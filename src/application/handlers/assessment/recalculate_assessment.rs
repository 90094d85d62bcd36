//! RecalculateAssessmentHandler - Command handler for an explicit rescore.
//!
//! Scores are normally refreshed as a side effect of other commands. This one
//! exists for assessments whose stored scores were written before a scoring
//! change, or imported without scores.

use std::sync::Arc;

use super::{load_owned, rescore_and_save, AssessmentUpdate};
use crate::domain::assessment::AssessmentError;
use crate::domain::foundation::{AssessmentId, CommandMetadata};
use crate::ports::{AssessmentRepository, EventPublisher, MetricSetRepository};

/// Command to recompute an assessment's scores from its current inputs.
#[derive(Debug, Clone)]
pub struct RecalculateAssessmentCommand {
    pub assessment_id: AssessmentId,
}

/// Handler for explicit recalculation.
pub struct RecalculateAssessmentHandler {
    assessments: Arc<dyn AssessmentRepository>,
    metric_sets: Arc<dyn MetricSetRepository>,
    publisher: Arc<dyn EventPublisher>,
}

impl RecalculateAssessmentHandler {
    pub fn new(
        assessments: Arc<dyn AssessmentRepository>,
        metric_sets: Arc<dyn MetricSetRepository>,
        publisher: Arc<dyn EventPublisher>,
    ) -> Self {
        Self {
            assessments,
            metric_sets,
            publisher,
        }
    }

    pub async fn handle(
        &self,
        cmd: RecalculateAssessmentCommand,
        metadata: CommandMetadata,
    ) -> Result<AssessmentUpdate, AssessmentError> {
        let (assessment, metric_set) = load_owned(
            self.assessments.as_ref(),
            self.metric_sets.as_ref(),
            cmd.assessment_id,
            &metadata.user_id,
        )
        .await?;

        let update = rescore_and_save(
            self.assessments.as_ref(),
            self.publisher.as_ref(),
            assessment,
            &metric_set,
            &metadata,
        )
        .await?;

        tracing::info!(
            assessment_id = %cmd.assessment_id,
            changed = update.outcome.changed(),
            "assessment recalculated"
        );

        Ok(update)
    }
}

* _Your task_
Begin at the top of the records above and quote each line exactly, ending with the line that contains "use crate::domain::assessment::AssessmentError;".

* _Solution to the exercise_
filename src/application/handlers/assessment/recalculate_assessment.rs
repository 90094d85d62bcd36
//! RecalculateAssessmentHandler - Command handler for an explicit rescore.
//!
//! Scores are normally refreshed as a side effect of other commands. This one
//! exists for assessments whose stored scores were written before a scoring
//! change, or imported without scores.

use std::sync::Arc;

use super::{load_owned, rescore_and_save, AssessmentUpdate};
use crate::domain::assessment::AssessmentError;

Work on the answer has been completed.